Copy out each line featuring the string "StatsRecorder" from the entries beneath.

--*--

//! Execution statistics for the action queue.
//!
//! `StatsRecorder` is updated by the drain loop; callers read
//! point-in-time copies through [`QueueStats`].

use std::sync::{PoisonError, RwLock};
use std::time::Duration;

use chrono::{DateTime, Utc};
use serde::{Deserialize, Serialize};

use crate::action::ActionInfo;

/// Result of one action execution.
#[derive(Debug, Clone, Serialize, Deserialize, PartialEq, Eq)]
pub enum ActionOutcome {
    /// Action body completed
    Success,
    /// Action body returned an error message
    Failed(String),
}

/// Snapshot of queue activity since creation.
#[derive(Debug, Clone, Default, Serialize, Deserialize)]
pub struct QueueStats {
    /// Actions accepted by `enqueue`/`register`
    pub enqueued: u64,
    /// Actions whose body ran to completion
    pub executed: u64,
    /// Actions dropped by reduction before they ran
    pub coalesced: u64,
    /// Actions whose body returned an error
    pub failed: u64,
    /// Completed drain passes (including ones stopped by a failure)
    pub drains: u64,
    /// Most recently executed action
    pub last_action: Option<ActionInfo>,
    /// Duration of the most recent action in milliseconds
    pub last_duration_ms: Option<u64>,
    /// Outcome of the most recent action
    pub last_outcome: Option<ActionOutcome>,
    /// When the most recent drain pass finished
    pub last_drain_at: Option<DateTime<Utc>>,
}

#[derive(Debug, Default)]
pub(crate) struct StatsRecorder {
    stats: RwLock<QueueStats>,
}

impl StatsRecorder {
    pub(crate) fn record_enqueued(&self) {
        self.write(|stats| stats.enqueued += 1);
    }

    pub(crate) fn record_coalesced(&self, dropped: usize) {
        self.write(|stats| stats.coalesced += dropped as u64);
    }

    pub(crate) fn record_outcome(&self, info: &ActionInfo, outcome: ActionOutcome, elapsed: Duration) {
        self.write(|stats| {
            match outcome {
                ActionOutcome::Success => stats.executed += 1,
                ActionOutcome::Failed(_) => stats.failed += 1,
            }
            stats.last_action = Some(info.clone());
            stats.last_duration_ms = Some(elapsed.as_millis() as u64);
            stats.last_outcome = Some(outcome);
        });
    }

    pub(crate) fn record_drain_finished(&self) {
        self.write(|stats| {
            stats.drains += 1;
            stats.last_drain_at = Some(Utc::now());
        });
    }

    pub(crate) fn snapshot(&self) -> QueueStats {
        self.stats
            .read()
            .unwrap_or_else(PoisonError::into_inner)
            .clone()
    }

    fn write(&self, update: impl FnOnce(&mut QueueStats)) {
        let mut stats = self.stats.write().unwrap_or_else(PoisonError::into_inner);
        update(&mut stats);
    }
}

#[cfg(test)]
mod tests {
    use super::*;
    use crate::action::{ActionKind, ActionTrigger};

    fn info(id: u64) -> ActionInfo {
        ActionInfo {
            id,
            kind: ActionKind::Update,
            trigger: ActionTrigger::DidChange,
            uri: None,
            comment: None,
        }
    }

    #[test]
    fn test_record_success_and_failure() {
        let recorder = StatsRecorder::default();
        recorder.record_enqueued();
        recorder.record_enqueued();
        recorder.record_outcome(&info(1), ActionOutcome::Success, Duration::from_millis(15));
        recorder.record_outcome(
            &info(2),
            ActionOutcome::Failed("timeout".into()),
            Duration::from_millis(40),
        );

        let stats = recorder.snapshot();
        assert_eq!(stats.enqueued, 2);
        assert_eq!(stats.executed, 1);
        assert_eq!(stats.failed, 1);
        assert_eq!(stats.last_action.map(|a| a.id), Some(2));
        assert_eq!(stats.last_duration_ms, Some(40));
        assert_eq!(stats.last_outcome, Some(ActionOutcome::Failed("timeout".into())));
    }

    #[test]
    fn test_record_drain() {
        let recorder = StatsRecorder::default();
        assert!(recorder.snapshot().last_drain_at.is_none());

        recorder.record_coalesced(3);
        recorder.record_drain_finished();

        let stats = recorder.snapshot();
        assert_eq!(stats.coalesced, 3);
        assert_eq!(stats.drains, 1);
        assert!(stats.last_drain_at.is_some());
    }
}
//! Error types for the scheduler crate.

use thiserror::Error;

use crate::action::ActionKind;

/// Errors that can occur while draining the action queue.
#[derive(Debug, Error)]
pub enum SchedulerError {
    /// An action's body returned an error; the drain pass stopped there
    #[error("Action {id} ({kind}) failed: {message}")]
    ActionFailed {
        id: u64,
        kind: ActionKind,
        message: String,
    },
}

#[cfg(test)]
mod tests {
    use super::*;

    #[test]
    fn test_error_display() {
        let err = SchedulerError::ActionFailed {
            id: 7,
            kind: ActionKind::Update,
            message: "provider crashed".to_string(),
        };
        let text = err.to_string();
        assert!(text.contains("Action 7"));
        assert!(text.contains("update"));
        assert!(text.contains("provider crashed"));
    }
}
//! Queued units of indexing work.

use std::fmt;
use std::future::Future;
use std::path::{Path, PathBuf};

use futures::future::BoxFuture;
use serde::{Deserialize, Serialize};

/// Coalescing class of an action.
#[derive(Debug, Clone, Copy, PartialEq, Eq, Hash, Serialize, Deserialize)]
#[serde(rename_all = "snake_case")]
pub enum ActionKind {
    /// Full reindex; supersedes all pending finer-grained work
    Rebuild,
    /// Reindex of a single path
    Update,
    /// Removal of a single path (file or folder) from the index
    Remove,
}

impl ActionKind {
    pub fn as_str(&self) -> &'static str {
        match self {
            ActionKind::Rebuild => "rebuild",
            ActionKind::Update => "update",
            ActionKind::Remove => "remove",
        }
    }
}

impl fmt::Display for ActionKind {
    fn fmt(&self, f: &mut fmt::Formatter<'_>) -> fmt::Result {
        f.write_str(self.as_str())
    }
}

/// Event that caused an action to be queued.
#[derive(Debug, Clone, Copy, PartialEq, Eq, Hash, Serialize, Deserialize)]
#[serde(rename_all = "snake_case")]
pub enum ActionTrigger {
    Startup,
    Search,
    Reload,
    ConfigChange,
    FoldersChange,
    DidChange,
    DidCreate,
    DidDelete,
    DidRename,
}

impl ActionTrigger {
    pub fn as_str(&self) -> &'static str {
        match self {
            ActionTrigger::Startup => "startup",
            ActionTrigger::Search => "search",
            ActionTrigger::Reload => "reload",
            ActionTrigger::ConfigChange => "config_change",
            ActionTrigger::FoldersChange => "folders_change",
            ActionTrigger::DidChange => "did_change",
            ActionTrigger::DidCreate => "did_create",
            ActionTrigger::DidDelete => "did_delete",
            ActionTrigger::DidRename => "did_rename",
        }
    }
}

impl fmt::Display for ActionTrigger {
    fn fmt(&self, f: &mut fmt::Formatter<'_>) -> fmt::Result {
        f.write_str(self.as_str())
    }
}

type ActionFn = Box<dyn FnOnce() -> BoxFuture<'static, anyhow::Result<()>> + Send>;

/// One unit of queued asynchronous work.
///
/// Everything except `id` is fixed at construction; the id is assigned
/// by the queue on enqueue.
pub struct Action {
    id: u64,
    kind: ActionKind,
    trigger: ActionTrigger,
    uri: Option<PathBuf>,
    comment: Option<String>,
    run: ActionFn,
}

impl Action {
    /// Create an action of `kind` running `run` when popped.
    pub fn new<F, Fut>(kind: ActionKind, trigger: ActionTrigger, run: F) -> Self
    where
        F: FnOnce() -> Fut + Send + 'static,
        Fut: Future<Output = anyhow::Result<()>> + Send + 'static,
    {
        Self {
            id: 0,
            kind,
            trigger,
            uri: None,
            comment: None,
            run: Box::new(move || Box::pin(run())),
        }
    }

    /// Full reindex action.
    pub fn rebuild<F, Fut>(trigger: ActionTrigger, run: F) -> Self
    where
        F: FnOnce() -> Fut + Send + 'static,
        Fut: Future<Output = anyhow::Result<()>> + Send + 'static,
    {
        Self::new(ActionKind::Rebuild, trigger, run)
    }

    /// Single-path update action.
    pub fn update<F, Fut>(trigger: ActionTrigger, uri: impl Into<PathBuf>, run: F) -> Self
    where
        F: FnOnce() -> Fut + Send + 'static,
        Fut: Future<Output = anyhow::Result<()>> + Send + 'static,
    {
        Self::new(ActionKind::Update, trigger, run).with_uri(uri)
    }

    /// Single-path removal action.
    pub fn remove<F, Fut>(trigger: ActionTrigger, uri: impl Into<PathBuf>, run: F) -> Self
    where
        F: FnOnce() -> Fut + Send + 'static,
        Fut: Future<Output = anyhow::Result<()>> + Send + 'static,
    {
        Self::new(ActionKind::Remove, trigger, run).with_uri(uri)
    }

    /// Attach the path this action is about.
    pub fn with_uri(mut self, uri: impl Into<PathBuf>) -> Self {
        self.uri = Some(uri.into());
        self
    }

    /// Attach a free-form comment for logs.
    pub fn with_comment(mut self, comment: impl Into<String>) -> Self {
        self.comment = Some(comment.into());
        self
    }

    pub fn id(&self) -> u64 {
        self.id
    }

    pub fn kind(&self) -> ActionKind {
        self.kind
    }

    pub fn trigger(&self) -> ActionTrigger {
        self.trigger
    }

    pub fn uri(&self) -> Option<&Path> {
        self.uri.as_deref()
    }

    pub fn comment(&self) -> Option<&str> {
        self.comment.as_deref()
    }

    /// Snapshot of this action without its body.
    pub fn info(&self) -> ActionInfo {
        ActionInfo {
            id: self.id,
            kind: self.kind,
            trigger: self.trigger,
            uri: self.uri.clone(),
            comment: self.comment.clone(),
        }
    }

    pub(crate) fn assign_id(&mut self, id: u64) {
        self.id = id;
    }

    /// Consume the action and run its body.
    pub(crate) async fn execute(self) -> anyhow::Result<()> {
        (self.run)().await
    }
}

impl fmt::Debug for Action {
    fn fmt(&self, f: &mut fmt::Formatter<'_>) -> fmt::Result {
        f.debug_struct("Action")
            .field("id", &self.id)
            .field("kind", &self.kind)
            .field("trigger", &self.trigger)
            .field("uri", &self.uri)
            .field("comment", &self.comment)
            .finish_non_exhaustive()
    }
}

/// Cloneable description of an action, used in events and stats.
#[derive(Debug, Clone, PartialEq, Eq, Serialize, Deserialize)]
pub struct ActionInfo {
    pub id: u64,
    pub kind: ActionKind,
    pub trigger: ActionTrigger,
    pub uri: Option<PathBuf>,
    pub comment: Option<String>,
}

#[cfg(test)]
mod tests {
    use super::*;

    #[test]
    fn test_constructors_set_kind_and_uri() {
        let rebuild = Action::rebuild(ActionTrigger::Startup, || async { Ok(()) });
        assert_eq!(rebuild.kind(), ActionKind::Rebuild);
        assert!(rebuild.uri().is_none());

        let update = Action::update(ActionTrigger::DidChange, "/ws/a.ts", || async { Ok(()) });
        assert_eq!(update.kind(), ActionKind::Update);
        assert_eq!(update.uri(), Some(Path::new("/ws/a.ts")));

        let remove = Action::remove(ActionTrigger::DidDelete, "/ws/b.ts", || async { Ok(()) })
            .with_comment("deleted on disk");
        assert_eq!(remove.kind(), ActionKind::Remove);
        assert_eq!(remove.comment(), Some("deleted on disk"));
    }

    #[test]
    fn test_info_snapshot() {
        let mut action = Action::update(ActionTrigger::DidCreate, "/ws/a.ts", || async { Ok(()) });
        action.assign_id(3);

        let info = action.info();
        assert_eq!(info.id, 3);
        assert_eq!(info.kind, ActionKind::Update);
        assert_eq!(info.trigger, ActionTrigger::DidCreate);
        assert_eq!(info.uri, Some(PathBuf::from("/ws/a.ts")));
    }

    #[tokio::test]
    async fn test_execute_runs_body() {
        let action = Action::rebuild(ActionTrigger::Reload, || async {
            Err::<(), _>(anyhow::anyhow!("boom"))
        });
        let err = action.execute().await.unwrap_err();
        assert_eq!(err.to_string(), "boom");
    }

    #[test]
    fn test_display() {
        assert_eq!(ActionKind::Rebuild.to_string(), "rebuild");
        assert_eq!(ActionTrigger::ConfigChange.to_string(), "config_change");
    }
}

--*--

■ COMPLETED TASK
//! `StatsRecorder` is updated by the drain loop; callers read
pub(crate) struct StatsRecorder {
impl StatsRecorder {
        let recorder = StatsRecorder::default();
        let recorder = StatsRecorder::default();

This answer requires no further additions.